In this week’s “Know The Rules!,” I am sharing details about the Physical Safeguards of the Health Insurance Portability and Accountability Act (HIPAA) Security Standards, 45 CFR § 164.310.
An important step in protecting electronic protected health information (ePHI) is to implement reasonable and appropriate physical safeguards for information systems and related equipment and facilities.
The HIPAA Security Rule defines Physical Safeguards as:
“Physical measures, policies and procedures to protect a CE’s and BA’s electronic information systems and related buildings and equipment, from natural and environmental hazards, and unauthorized intrusion.”
As with all the standards in the HIPAA Security Rule, compliance with the Physical Safeguards standards requires Covered Entities (CEs) and Business Associates (BAs) to perform an evaluation of their security controls already in place, an accurate and thorough risk analysis, and a series of documented solutions derived from a number of factors unique to their organization.
- Facility Access Controls – 45 CFR § 164.310(a)(1)
- Contingency Operations (A)
- Facility Security Plan (A)
- Access Control and Validation Procedures (A)
- Maintenance Records (A)
- Workstation Use – 45 CFR § 164.310(b)
- Workstation Security – 45 CFR § 164.310(c)
- Device Media Controls – 45 CFR § 164.310(a)(1)
- Disposal (R)
- Media Re-use (R)
- Accountability (A)
- Data Backup and Storage (A)
The following table contains a list of possible Security Area to Consider and Examples of Potential Security Measure for the Physical Safeguards.
Although the Physical Safeguard standard specifically references “workstations,” this is defined in the HIPAA Rules as:
“A computing device, for example a laptop or desktop computer, or any other device that performs similar functions and electronic media stored in its immediate environment.”
Portable electronic devices are included in this definition which includes tablets, smart phones, and similar portable electronic devices (and easily portable Thumb Drives). You should know physical security controls are often the simplest and least expensive forms of protection to secure PHI.
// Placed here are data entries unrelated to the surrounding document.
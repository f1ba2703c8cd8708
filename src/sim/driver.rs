//! Simulation driver
//!
//! Owns every piece of mutable game state and advances it one displayed frame
//! at a time. Sound, progress and UI are injected collaborators; they only see
//! fire-and-forget notifications and read-only snapshots.

use rand::SeedableRng;
use rand_pcg::Pcg32;

use super::SimEvent;
use super::hazard::{HazardEngine, HazardInstance};
use super::level::{Level, LevelCatalog};
use super::particles::{self, Particle, colors};
use super::player::{InputState, Player};
use super::rect::Rect;
use crate::audio::{SoundCue, SoundSink};
use crate::progress::ProgressSink;
use crate::settings::Settings;

/// Particles in the level-complete celebration
const CELEBRATION_PARTICLES: usize = 40;
/// Mixed into the settings seed so effects never share the layout stream
const FX_SEED_SALT: u64 = 0x9E37_79B9_7F4A_7C15;

/// Receives per-frame state and terminal events. Every method is optional.
pub trait FrameSink {
    /// Called once per simulated frame while a level is running
    fn frame(&mut self, _elapsed_seconds: u32, _deaths: u32) {}

    fn level_started(&mut self, _level: &Level) {}

    fn level_complete(&mut self, _level_seconds: u32, _deaths: u32) {}

    fn game_complete(&mut self, _total_seconds: u32, _total_deaths: u32) {}

    /// Player died; collapsing platforms have already been reset
    fn player_died(&mut self) {}
}

impl FrameSink for () {}

impl<T: FrameSink + ?Sized> FrameSink for Box<T> {
    fn frame(&mut self, elapsed_seconds: u32, deaths: u32) {
        (**self).frame(elapsed_seconds, deaths)
    }

    fn level_started(&mut self, level: &Level) {
        (**self).level_started(level)
    }

    fn level_complete(&mut self, level_seconds: u32, deaths: u32) {
        (**self).level_complete(level_seconds, deaths)
    }

    fn game_complete(&mut self, total_seconds: u32, total_deaths: u32) {
        (**self).game_complete(total_seconds, total_deaths)
    }

    fn player_died(&mut self) {
        (**self).player_died()
    }
}

/// Where the run currently is
#[derive(Debug, Clone, Copy, PartialEq, Eq)]
pub enum Phase {
    /// Constructed, nothing started yet
    Ready,
    Playing,
    Paused,
    /// Door reached; waiting for `next_level` or a restart
    LevelComplete,
    /// Last level finished
    GameComplete,
}

/// Result of one [`Simulation::step`]
#[derive(Debug, Clone, Copy, PartialEq, Eq)]
pub enum FrameOutcome {
    /// Not playing (ready, paused or between levels)
    Idle,
    Running { elapsed_seconds: u32, deaths: u32 },
    LevelComplete {
        level_id: u32,
        deaths: u32,
        elapsed_seconds: u32,
        perfect: bool,
    },
}

/// The frame loop and its state
pub struct Simulation<S, P, U> {
    catalog: LevelCatalog,
    player: Player,
    hazards: HazardEngine,
    particles: Vec<Particle>,
    fx_rng: Pcg32,
    events: Vec<SimEvent>,

    phase: Phase,
    /// Frames since the current level (or its time limit) last restarted
    level_frames: u64,
    /// Frames since the run started
    run_frames: u64,
    run_deaths: u32,

    frame_rate: u32,
    playfield_height: f32,
    particles_enabled: bool,

    sound: S,
    progress: P,
    ui: U,
}

impl<S: SoundSink, P: ProgressSink, U: FrameSink> Simulation<S, P, U> {
    pub fn new(settings: &Settings, sound: S, progress: P, ui: U) -> Self {
        let catalog = LevelCatalog::new(settings.seed);
        let player = Player::for_level(catalog.current().reverse_controls);
        let hazards = HazardEngine::from_specs(&catalog.current().hazards);

        Self {
            catalog,
            player,
            hazards,
            particles: Vec::new(),
            fx_rng: Pcg32::seed_from_u64(settings.seed ^ FX_SEED_SALT),
            events: Vec::with_capacity(16),
            phase: Phase::Ready,
            level_frames: 0,
            run_frames: 0,
            run_deaths: 0,
            frame_rate: settings.frame_rate.max(1),
            playfield_height: settings.playfield_height,
            particles_enabled: settings.particles,
            sound,
            progress,
            ui,
        }
    }

    // === Lifecycle ===

    /// Begin a new run at the first level
    pub fn start(&mut self) {
        self.start_at(0);
    }

    /// Begin a new run at the level with 0-based `index` (clamped)
    pub fn start_at(&mut self, index: usize) {
        self.reset_run();
        self.start_level(index);
    }

    /// Throw the run away and begin again at the first level
    pub fn restart(&mut self) {
        self.start();
    }

    /// Reload the current level without touching run totals
    pub fn restart_level(&mut self) {
        self.start_level(self.catalog.current_index());
    }

    /// Load the level at 0-based `index` (clamped) and start playing it
    pub fn start_level(&mut self, index: usize) {
        let level = self.catalog.load_level(index);
        self.hazards.load(&level.hazards);
        self.player = Player::for_level(level.reverse_controls);
        self.particles.clear();
        self.events.clear();
        self.level_frames = 0;
        self.phase = Phase::Playing;

        log::info!(
            "Starting {} ({} platforms, {} hazards, limit {:?}s)",
            level.name,
            level.platforms.len(),
            level.hazards.len(),
            level.time_limit
        );
        self.ui.level_started(level);
    }

    /// Advance to the following level. Past the last one the run ends and
    /// the UI receives the run totals; returns false in that case.
    pub fn next_level(&mut self) -> bool {
        let next = self.catalog.current_index() + 1;
        if next < self.catalog.len() {
            self.start_level(next);
            return true;
        }

        self.phase = Phase::GameComplete;
        let total_seconds = self.run_seconds();
        log::info!(
            "All {} levels complete in {} with {} deaths",
            self.catalog.len(),
            crate::format_time(total_seconds),
            self.run_deaths
        );
        self.ui.game_complete(total_seconds, self.run_deaths);
        false
    }

    pub fn pause(&mut self) {
        if self.phase == Phase::Playing {
            self.phase = Phase::Paused;
            log::debug!("Paused");
        }
    }

    pub fn resume(&mut self) {
        if self.phase == Phase::Paused {
            self.phase = Phase::Playing;
            log::debug!("Resumed");
        }
    }

    pub fn is_active(&self) -> bool {
        self.phase == Phase::Playing
    }

    fn reset_run(&mut self) {
        self.run_frames = 0;
        self.run_deaths = 0;
    }

    // === Frame ===

    /// Advance one frame with the given held-button state
    pub fn step(&mut self, input: &InputState) -> FrameOutcome {
        match self.phase {
            Phase::Playing => {}
            // Celebration particles keep settling after the door
            Phase::LevelComplete | Phase::GameComplete => {
                particles::update_particles(&mut self.particles);
                return FrameOutcome::Idle;
            }
            Phase::Ready | Phase::Paused => return FrameOutcome::Idle,
        }

        self.player.apply_input(input, &mut self.events);
        self.player.update(self.playfield_height, &mut self.events);

        // Static platforms first, then solid hazards: list order breaks ties
        let platforms = &self.catalog.current().platforms;
        self.player
            .resolve_collisions(platforms.iter().chain(self.hazards.solid_rects()));

        self.hazards.update();
        self.hazards.check_collisions(&mut self.player, &mut self.events);

        self.level_frames += 1;
        self.run_frames += 1;

        let door = self.catalog.current().door;
        let time_limit = self.catalog.current().time_limit;
        let mut outcome = None;
        if self.player.hitbox().overlaps(&door) {
            outcome = Some(self.complete_level());
        } else if let Some(limit) = time_limit {
            if self.level_frames >= u64::from(limit) * u64::from(self.frame_rate) {
                log::debug!("Time limit of {}s reached", limit);
                self.player.die(&mut self.events);
                // Fresh clock for the retry
                self.level_frames = 0;
            }
        }

        self.dispatch_events();
        particles::update_particles(&mut self.particles);

        let elapsed_seconds = self.level_seconds();
        self.ui.frame(elapsed_seconds, self.player.deaths);

        outcome.unwrap_or(FrameOutcome::Running {
            elapsed_seconds,
            deaths: self.player.deaths,
        })
    }

    fn complete_level(&mut self) -> FrameOutcome {
        let level = self.catalog.current();
        let level_id = level.id;
        let deaths = self.player.deaths;
        let elapsed_seconds = self.level_seconds();
        let perfect = deaths == 0;

        self.phase = Phase::LevelComplete;
        self.events.push(SimEvent::Cue(SoundCue::Complete));
        self.events.push(SimEvent::Burst {
            origin: level.door.center(),
            color: colors::COMPLETE,
            count: CELEBRATION_PARTICLES,
        });

        log::info!(
            "{} complete in {} with {} deaths{}",
            level.name,
            crate::format_time(elapsed_seconds),
            deaths,
            if perfect { " (perfect)" } else { "" }
        );

        if !self
            .progress
            .record_completion(level_id, deaths, elapsed_seconds, perfect)
        {
            log::warn!("Failed to record completion of level {}", level_id);
        }
        self.ui.level_complete(elapsed_seconds, deaths);

        FrameOutcome::LevelComplete {
            level_id,
            deaths,
            elapsed_seconds,
            perfect,
        }
    }

    /// Forward queued side effects to collaborators
    fn dispatch_events(&mut self) {
        for event in self.events.drain(..) {
            match event {
                SimEvent::Cue(cue) => self.sound.play(cue),
                SimEvent::Burst {
                    origin,
                    color,
                    count,
                } => {
                    if self.particles_enabled {
                        let fresh = particles::burst(&mut self.fx_rng, origin, color, count);
                        particles::push_capped(&mut self.particles, fresh);
                    }
                }
                SimEvent::PlayerDied => {
                    self.hazards.reset();
                    self.hazards.rearm_disappearing();
                    self.run_deaths += 1;
                    self.ui.player_died();
                }
            }
        }
    }

    // === Snapshots ===

    pub fn phase(&self) -> Phase {
        self.phase
    }

    pub fn player(&self) -> &Player {
        &self.player
    }

    pub fn hazards(&self) -> &[HazardInstance] {
        self.hazards.hazards()
    }

    /// Hazards a renderer should draw this frame
    pub fn visible_hazards(&self) -> impl Iterator<Item = &HazardInstance> + '_ {
        self.hazards.visible()
    }

    pub fn particles(&self) -> &[Particle] {
        &self.particles
    }

    pub fn level(&self) -> &Level {
        self.catalog.current()
    }

    pub fn level_index(&self) -> usize {
        self.catalog.current_index()
    }

    pub fn level_count(&self) -> usize {
        self.catalog.len()
    }

    pub fn platforms(&self) -> &[Rect] {
        &self.catalog.current().platforms
    }

    /// Whole seconds on the current level clock
    pub fn level_seconds(&self) -> u32 {
        (self.level_frames / u64::from(self.frame_rate)) as u32
    }

    /// Whole seconds since the run started
    pub fn run_seconds(&self) -> u32 {
        (self.run_frames / u64::from(self.frame_rate)) as u32
    }

    pub fn run_deaths(&self) -> u32 {
        self.run_deaths
    }

    pub fn sound(&self) -> &S {
        &self.sound
    }

    pub fn progress(&self) -> &P {
        &self.progress
    }

    pub fn ui(&self) -> &U {
        &self.ui
    }
}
Some physical security controls may even have no cost incurred to implement – such as ensuring portable electronic devices (laptop computers, portable storage devices, and pen drives) are locked away when they are not in use. Another method is to limit the amount of PHI they contain.
Remember: Security is not a one-time project, but rather an on-going, dynamic process that will create new challenges as CEs’ & BAs’ organizations and technologies change. It is NOT a sprint, but instead a MARATHON!!
Covered Entities and Business Associates need to understand your patients are entrusting YOU with their most private and intimate details, they expect it to remain secure.
Besides, it is YOUR practice, YOUR patients, YOUR reputation and YOUR legacy! Why are you leaving yourself wide open to such risks?